**Information supplied:**
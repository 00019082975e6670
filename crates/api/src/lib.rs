//! HTTP surfaces for the inventory and billing services.

pub mod app;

**Task goal:** Set out the complete listing exactly as shown.

**Task answer:**
repository 00019082975e6670
filename crates/api/src/lib.rs
//! HTTP surfaces for the inventory and billing services.

pub mod app;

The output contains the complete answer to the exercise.